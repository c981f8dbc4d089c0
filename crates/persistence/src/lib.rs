//! Persistence layer for the fleet telemetry backend.
//!
//! This crate contains:
//! - Database connection management
//! - Entity definitions (database row mappings)
//! - PostgreSQL implementations of the domain storage traits

pub mod db;
pub mod entities;
pub mod metrics;
pub mod repositories;
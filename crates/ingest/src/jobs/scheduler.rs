//! Job scheduler infrastructure for background tasks.

use std::sync::Arc;
use std::time::{Duration, Instant};
use tokio::sync::watch;
use tokio::task::JoinHandle;
use tracing::{error, info, warn};

/// Job frequency for scheduling.
#[derive(Debug, Clone, Copy, PartialEq, Eq)]
pub enum JobFrequency {
    Seconds(u64),
    Minutes(u64),
    Hourly,
}

impl JobFrequency {
    /// Get the duration between job executions.
    pub fn duration(&self) -> Duration {
        match self {
            JobFrequency::Seconds(secs) => Duration::from_secs(*secs),
            JobFrequency::Minutes(mins) => Duration::from_secs(*mins * 60),
            JobFrequency::Hourly => Duration::from_secs(3600),
        }
    }
}

/// Trait for implementing background jobs.
#[async_trait::async_trait]
pub trait Job: Send + Sync {
    /// The name of this job (used for logging).
    fn name(&self) -> &'static str;

    fn frequency(&self) -> JobFrequency;

    async fn execute(&self) -> anyhow::Result<()>;
}

/// Runs each registered job on its own interval until shutdown is signalled.
pub struct JobScheduler {
    jobs: Vec<Arc<dyn Job>>,
    shutdown_tx: watch::Sender<bool>,
    handles: Vec<JoinHandle<()>>,
}

impl JobScheduler {
    pub fn new() -> Self {
        let (shutdown_tx, _) = watch::channel(false);
        Self {
            jobs: Vec::new(),
            shutdown_tx,
            handles: Vec::new(),
        }
    }

    pub fn register<J: Job + 'static>(&mut self, job: J) {
        self.jobs.push(Arc::new(job));
    }

    pub fn len(&self) -> usize {
        self.jobs.len()
    }

    pub fn is_empty(&self) -> bool {
        self.jobs.is_empty()
    }

    /// Spawns one task per job. The first run happens one period after start.
    pub fn start(&mut self) {
        info!(jobs = self.jobs.len(), "Starting job scheduler");

        for job in &self.jobs {
            let job = Arc::clone(job);
            let mut shutdown_rx = self.shutdown_tx.subscribe();

            self.handles.push(tokio::spawn(async move {
                let name = job.name();
                let frequency = job.frequency();
                let mut interval = tokio::time::interval(frequency.duration());
                interval.set_missed_tick_behavior(tokio::time::MissedTickBehavior::Delay);
                interval.tick().await;

                info!(job = name, frequency = ?frequency, "Job scheduled");

                loop {
                    tokio::select! {
                        _ = interval.tick() => run_job(job.as_ref()).await,
                        changed = shutdown_rx.changed() => {
                            if changed.is_err() || *shutdown_rx.borrow() {
                                info!(job = name, "Job shutting down");
                                break;
                            }
                        }
                    }
                }
            }));
        }
    }

    /// Signals every job task to stop after its current run.
    pub fn shutdown(&self) {
        info!("Initiating job scheduler shutdown");
        let _ = self.shutdown_tx.send(true);
    }

    /// Waits for all job tasks, giving up after `timeout`.
    pub async fn wait_for_shutdown(self, timeout: Duration) {
        let handles = self.handles;
        let all = async {
            for handle in handles {
                if let Err(e) = handle.await {
                    warn!(error = %e, "Job task panicked");
                }
            }
        };

        match tokio::time::timeout(timeout, all).await {
            Ok(()) => info!("All jobs completed gracefully"),
            Err(_) => warn!(timeout_ms = timeout.as_millis(), "Job shutdown timed out"),
        }
    }
}

impl Default for JobScheduler {
    fn default() -> Self {
        Self::new()
    }
}

async fn run_job(job: &dyn Job) {
    let name = job.name();
    let start = Instant::now();

    match job.execute().await {
        Ok(()) => info!(
            job = name,
            elapsed_ms = start.elapsed().as_millis(),
            "Job completed successfully"
        ),
        Err(e) => error!(
            job = name,
            elapsed_ms = start.elapsed().as_millis(),
            error = %e,
            "Job failed"
        ),
    }
}

#[cfg(test)]
mod tests {
    use super::*;
    use std::sync::atomic::{AtomicUsize, Ordering};

    struct CountingJob {
        runs: Arc<AtomicUsize>,
        fail: bool,
    }

    #[async_trait::async_trait]
    impl Job for CountingJob {
        fn name(&self) -> &'static str {
            "counting_job"
        }

        fn frequency(&self) -> JobFrequency {
            JobFrequency::Seconds(1)
        }

        async fn execute(&self) -> anyhow::Result<()> {
            self.runs.fetch_add(1, Ordering::SeqCst);
            if self.fail {
                anyhow::bail!("simulated failure");
            }
            Ok(())
        }
    }

    #[test]
    fn test_job_frequency_duration() {
        assert_eq!(JobFrequency::Seconds(30).duration(), Duration::from_secs(30));
        assert_eq!(JobFrequency::Minutes(15).duration(), Duration::from_secs(900));
        assert_eq!(JobFrequency::Hourly.duration(), Duration::from_secs(3600));
    }

    #[test]
    fn test_scheduler_register() {
        let mut scheduler = JobScheduler::default();
        assert!(scheduler.is_empty());

        scheduler.register(CountingJob {
            runs: Arc::new(AtomicUsize::new(0)),
            fail: false,
        });
        assert_eq!(scheduler.len(), 1);
    }

    #[tokio::test(start_paused = true)]
    async fn test_jobs_run_each_period_and_survive_failures() {
        let ok_runs = Arc::new(AtomicUsize::new(0));
        let failing_runs = Arc::new(AtomicUsize::new(0));

        let mut scheduler = JobScheduler::new();
        scheduler.register(CountingJob {
            runs: Arc::clone(&ok_runs),
            fail: false,
        });
        scheduler.register(CountingJob {
            runs: Arc::clone(&failing_runs),
            fail: true,
        });
        scheduler.start();

        tokio::time::sleep(Duration::from_millis(3_500)).await;

        scheduler.shutdown();
        scheduler.wait_for_shutdown(Duration::from_secs(2)).await;

        assert_eq!(ok_runs.load(Ordering::SeqCst), 3);
        assert_eq!(failing_runs.load(Ordering::SeqCst), 3);
    }

    #[tokio::test]
    async fn test_scheduler_shutdown_before_first_run() {
        let runs = Arc::new(AtomicUsize::new(0));
        let mut scheduler = JobScheduler::new();
        scheduler.register(CountingJob {
            runs: Arc::clone(&runs),
            fail: false,
        });
        scheduler.start();

        tokio::time::sleep(Duration::from_millis(50)).await;
        scheduler.shutdown();
        scheduler.wait_for_shutdown(Duration::from_secs(2)).await;

        assert_eq!(runs.load(Ordering::SeqCst), 0);
    }
}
________
Please transcribe the data exactly from its first line. End with the line that contains "use tokio::sync::watch;".

- **Solution to this exercise**
repository c981f8dbc4d089c0
filename crates/persistence/src/lib.rs
//! Persistence layer for the fleet telemetry backend.
//!
//! This crate contains:
//! - Database connection management
//! - Entity definitions (database row mappings)
//! - PostgreSQL implementations of the domain storage traits

pub mod db;
pub mod entities;
pub mod metrics;
pub mod repositories;
filename crates/ingest/src/jobs/scheduler.rs
//! Job scheduler infrastructure for background tasks.

use std::sync::Arc;
use std::time::{Duration, Instant};
use tokio::sync::watch;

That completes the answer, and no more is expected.